2La crise économique actuelle peut-elle changer cet état des choses en remettant en valeur le rôle de l’innovation et de la création de valeur ? Rien n’est moins sûr. Les perspectives indiquent, au contraire, un resserrement des budgets marketing et des budgets communication. Malgré quelques signes de changement, comme des entreprises annonçant qu’elles rémunéraient les agences de communication sur la base des résultats de vente, la plupart des managers et directeurs marketing raisonnent encore en coût pour mille.
3Les technologies de l’information ont néanmoins ouvert de nouvelles perspectives. A commencer par le développement d’Internet, qui permet à chaque entreprise d’accéder à un marché mondial. Cette mondialisation représente une réelle opportunité pour quiconque souhaite développer ses ventes, mais également une menace car la concurrence devient mondiale. Récemment, deux nouveaux leviers sont apparus et ont permis à de nombreuses entreprises de profiter de l’opportunité que représente ce nouveau marché mondial pour développer leur activité tout en maîtrisant leurs coûts.

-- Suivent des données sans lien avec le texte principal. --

//! Protein pairwise alignment.
//!
//! The chaining engine only talks to the [`PairwiseAligner`] trait. The
//! default [`SubstitutionAligner`] runs affine-gap alignments with BLOSUM62
//! through `bio::alignment::pairwise`.

use std::borrow::Cow;
use std::sync::atomic::{AtomicU64, Ordering};

use bio::alignment::pairwise::Aligner;
use bio::alignment::AlignmentOperation;
use bio::scores::blosum62;

use crate::config::ScoringConfig;
use crate::constants::GAP;

/// Result of a pairwise protein alignment.
///
/// Coordinates are 0-based half-open into the unaligned inputs; the aligned
/// strings cover exactly `x[x_start..x_end]` and `y[y_start..y_end]`.
#[derive(Debug, Clone, PartialEq, Eq)]
pub struct PairwiseAlignment {
    pub score: i64,
    pub x_start: usize,
    pub x_end: usize,
    pub y_start: usize,
    pub y_end: usize,
    pub aligned_x: Vec<u8>,
    pub aligned_y: Vec<u8>,
}

impl PairwiseAlignment {
    fn empty() -> Self {
        Self {
            score: 0,
            x_start: 0,
            x_end: 0,
            y_start: 0,
            y_end: 0,
            aligned_x: Vec::new(),
            aligned_y: Vec::new(),
        }
    }
}

/// Protein alignment collaborator.
///
/// Scores are "higher is better"; gap costs are positive.
pub trait PairwiseAligner: Send + Sync {
    /// Substitution score of residues `a` and `b`
    fn substitution(&self, a: u8, b: u8) -> i64;

    /// Affine cost of a gap of `length` residues (0 for an empty gap)
    fn gap_cost(&self, length: usize) -> i64;

    /// Global (end-to-end) alignment of `x` and `y`
    fn global(&self, x: &[u8], y: &[u8]) -> PairwiseAlignment;

    /// Best local alignment of `x` and `y`
    fn local(&self, x: &[u8], y: &[u8]) -> PairwiseAlignment;

    /// Global alignment score only
    fn global_score(&self, x: &[u8], y: &[u8]) -> i64 {
        self.global(x, y).score
    }

    /// Score of two aligned strings column by column.
    fn score_columns(&self, aligned_x: &[u8], aligned_y: &[u8]) -> i64 {
        let mut score = 0;
        let mut x_gap = 0;
        let mut y_gap = 0;
        for (&a, &b) in aligned_x.iter().zip(aligned_y) {
            if a == GAP {
                x_gap += 1;
                score -= self.gap_cost(y_gap);
                y_gap = 0;
            } else if b == GAP {
                y_gap += 1;
                score -= self.gap_cost(x_gap);
                x_gap = 0;
            } else {
                score -= self.gap_cost(x_gap) + self.gap_cost(y_gap);
                x_gap = 0;
                y_gap = 0;
                score += self.substitution(a, b);
            }
        }
        score - self.gap_cost(x_gap) - self.gap_cost(y_gap)
    }
}

/// Residues the BLOSUM62 table knows; everything else is scored as `X`.
fn sanitize(sequence: &[u8]) -> Cow<'_, [u8]> {
    let known = |r: u8| r.is_ascii_uppercase() || r == b'*';
    if sequence.iter().all(|&r| known(r)) {
        Cow::Borrowed(sequence)
    } else {
        Cow::Owned(
            sequence
                .iter()
                .map(|&r| {
                    let upper = r.to_ascii_uppercase();
                    if known(upper) {
                        upper
                    } else {
                        b'X'
                    }
                })
                .collect(),
        )
    }
}

/// Affine-gap BLOSUM62 aligner backed by `bio`.
///
/// # Examples
///
/// ```rust
/// use exonchain_core::align::{PairwiseAligner, SubstitutionAligner};
///
/// let aligner = SubstitutionAligner::new(11, 1);
/// assert_eq!(aligner.global_score(b"W", b"W"), 11);
/// assert_eq!(aligner.global_score(b"", b"WW"), -13);
/// ```
#[derive(Debug)]
pub struct SubstitutionAligner {
    gap_opening: i32,
    gap_extension: i32,
    alignments: AtomicU64,
}

impl SubstitutionAligner {
    #[must_use]
    pub const fn new(gap_opening: i32, gap_extension: i32) -> Self {
        Self {
            gap_opening,
            gap_extension,
            alignments: AtomicU64::new(0),
        }
    }

    /// Aligner using the gap costs of `scoring`
    #[must_use]
    pub fn from_scoring(scoring: &ScoringConfig) -> Self {
        let clamp = |v: i64| i32::try_from(v).unwrap_or(i32::MAX);
        Self::new(clamp(scoring.gap_opening), clamp(scoring.gap_extension))
    }

    /// Number of alignments computed so far
    #[must_use]
    pub fn alignments(&self) -> u64 {
        self.alignments.load(Ordering::Relaxed)
    }

    fn one_sided(&self, x: &[u8], y: &[u8]) -> PairwiseAlignment {
        let mut alignment = PairwiseAlignment::empty();
        alignment.x_end = x.len();
        alignment.y_end = y.len();
        alignment.score = -self.gap_cost(x.len().max(y.len()));
        alignment.aligned_x = if x.is_empty() {
            vec![GAP; y.len()]
        } else {
            x.to_vec()
        };
        alignment.aligned_y = if y.is_empty() {
            vec![GAP; x.len()]
        } else {
            y.to_vec()
        };
        alignment
    }

    fn convert(x: &[u8], y: &[u8], raw: &bio::alignment::Alignment) -> PairwiseAlignment {
        let mut aligned_x = Vec::with_capacity(raw.operations.len());
        let mut aligned_y = Vec::with_capacity(raw.operations.len());
        let (mut i, mut j) = (raw.xstart, raw.ystart);
        for op in &raw.operations {
            match op {
                AlignmentOperation::Match | AlignmentOperation::Subst => {
                    aligned_x.push(x[i]);
                    aligned_y.push(y[j]);
                    i += 1;
                    j += 1;
                }
                AlignmentOperation::Ins => {
                    aligned_x.push(x[i]);
                    aligned_y.push(GAP);
                    i += 1;
                }
                AlignmentOperation::Del => {
                    aligned_x.push(GAP);
                    aligned_y.push(y[j]);
                    j += 1;
                }
                AlignmentOperation::Xclip(_) | AlignmentOperation::Yclip(_) => {}
            }
        }
        PairwiseAlignment {
            score: i64::from(raw.score),
            x_start: raw.xstart,
            x_end: raw.xend,
            y_start: raw.ystart,
            y_end: raw.yend,
            aligned_x,
            aligned_y,
        }
    }
}

impl Default for SubstitutionAligner {
    fn default() -> Self {
        Self::from_scoring(&ScoringConfig::default())
    }
}

impl PairwiseAligner for SubstitutionAligner {
    fn substitution(&self, a: u8, b: u8) -> i64 {
        let a = sanitize(std::slice::from_ref(&a))[0];
        let b = sanitize(std::slice::from_ref(&b))[0];
        i64::from(blosum62(a, b))
    }

    fn gap_cost(&self, length: usize) -> i64 {
        if length == 0 {
            0
        } else {
            i64::from(self.gap_opening) + i64::from(self.gap_extension) * length as i64
        }
    }

    fn global(&self, x: &[u8], y: &[u8]) -> PairwiseAlignment {
        self.alignments.fetch_add(1, Ordering::Relaxed);
        if x.is_empty() || y.is_empty() {
            return self.one_sided(x, y);
        }
        let (x, y) = (sanitize(x), sanitize(y));
        let mut aligner = Aligner::with_capacity(
            x.len(),
            y.len(),
            -self.gap_opening,
            -self.gap_extension,
            |a: u8, b: u8| blosum62(a, b),
        );
        let raw = aligner.global(&x, &y);
        Self::convert(&x, &y, &raw)
    }

    fn local(&self, x: &[u8], y: &[u8]) -> PairwiseAlignment {
        self.alignments.fetch_add(1, Ordering::Relaxed);
        if x.is_empty() || y.is_empty() {
            return PairwiseAlignment::empty();
        }
        let (x, y) = (sanitize(x), sanitize(y));
        let mut aligner = Aligner::with_capacity(
            x.len(),
            y.len(),
            -self.gap_opening,
            -self.gap_extension,
            |a: u8, b: u8| blosum62(a, b),
        );
        let raw = aligner.local(&x, &y);
        Self::convert(&x, &y, &raw)
    }
}

/// Wrapper that counts the alignments of one unit of work.
pub struct CountingAligner<'a> {
    inner: &'a dyn PairwiseAligner,
    count: AtomicU64,
}

impl<'a> CountingAligner<'a> {
    #[must_use]
    pub fn new(inner: &'a dyn PairwiseAligner) -> Self {
        Self {
            inner,
            count: AtomicU64::new(0),
        }
    }

    #[must_use]
    pub fn count(&self) -> u64 {
        self.count.load(Ordering::Relaxed)
    }
}

impl PairwiseAligner for CountingAligner<'_> {
    fn substitution(&self, a: u8, b: u8) -> i64 {
        self.inner.substitution(a, b)
    }

    fn gap_cost(&self, length: usize) -> i64 {
        self.inner.gap_cost(length)
    }

    fn global(&self, x: &[u8], y: &[u8]) -> PairwiseAlignment {
        self.count.fetch_add(1, Ordering::Relaxed);
        self.inner.global(x, y)
    }

    fn local(&self, x: &[u8], y: &[u8]) -> PairwiseAlignment {
        self.count.fetch_add(1, Ordering::Relaxed);
        self.inner.local(x, y)
    }
}

#[cfg(test)]
mod tests {
    use super::*;

    fn create_test_aligner() -> SubstitutionAligner {
        SubstitutionAligner::new(11, 1)
    }

    #[test]
    fn test_global_self_alignment() {
        let aligner = create_test_aligner();
        let alignment = aligner.global(b"WKDF", b"WKDF");
        assert_eq!(alignment.score, 11 + 5 + 6 + 6);
        assert_eq!(alignment.aligned_x, b"WKDF".to_vec());
        assert_eq!(alignment.aligned_y, b"WKDF".to_vec());
    }

    #[test]
    fn test_global_with_gap() {
        let aligner = create_test_aligner();
        let alignment = aligner.global(b"WWKWW", b"WWWW");
        assert_eq!(alignment.score, 4 * 11 - 12);
        assert_eq!(alignment.aligned_y, b"WW-WW".to_vec());
        assert_eq!(
            aligner.score_columns(&alignment.aligned_x, &alignment.aligned_y),
            alignment.score
        );
    }

    #[test]
    fn test_empty_sequences() {
        let aligner = create_test_aligner();
        assert_eq!(aligner.global_score(b"", b""), 0);
        assert_eq!(aligner.global_score(b"ACD", b""), -14);
        assert_eq!(aligner.local(b"", b"ACD").score, 0);
    }

    #[test]
    fn test_local_alignment_coordinates() {
        let aligner = create_test_aligner();
        let alignment = aligner.local(b"WCHW", b"PPPWCHWPPP");
        assert_eq!(alignment.score, 11 + 9 + 8 + 11);
        assert_eq!((alignment.x_start, alignment.x_end), (0, 4));
        assert_eq!((alignment.y_start, alignment.y_end), (3, 7));
        assert_eq!(alignment.aligned_y, b"WCHW".to_vec());
    }

    #[test]
    fn test_unknown_residues_are_scored_as_x() {
        let aligner = create_test_aligner();
        assert_eq!(aligner.substitution(b'#', b'A'), aligner.substitution(b'X', b'A'));
        assert_eq!(aligner.global_score(b"w", b"W"), 11);
    }

    #[test]
    fn test_counting_aligner() {
        let aligner = create_test_aligner();
        let counting = CountingAligner::new(&aligner);
        counting.global(b"W", b"W");
        counting.local(b"W", b"W");
        assert_eq!(counting.count(), 2);
        assert_eq!(aligner.alignments(), 2);
    }
}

Il s’agit de l’affiliation et du search marketing.
L’affiliation ou la rémunération à la performance
4L’essor du Web a permis à de nouveaux modèles de marketing de voir le jour. Dans un premier temps, il y a eu l’achat d’espace classique puis les bannières rémunérées à l’affichage et à l’action (clic). Mais c’est en 1996 que Jeff Bezos, fondateur d’Amazon, crée avec l’affiliation une révolution dans le monde du marketing.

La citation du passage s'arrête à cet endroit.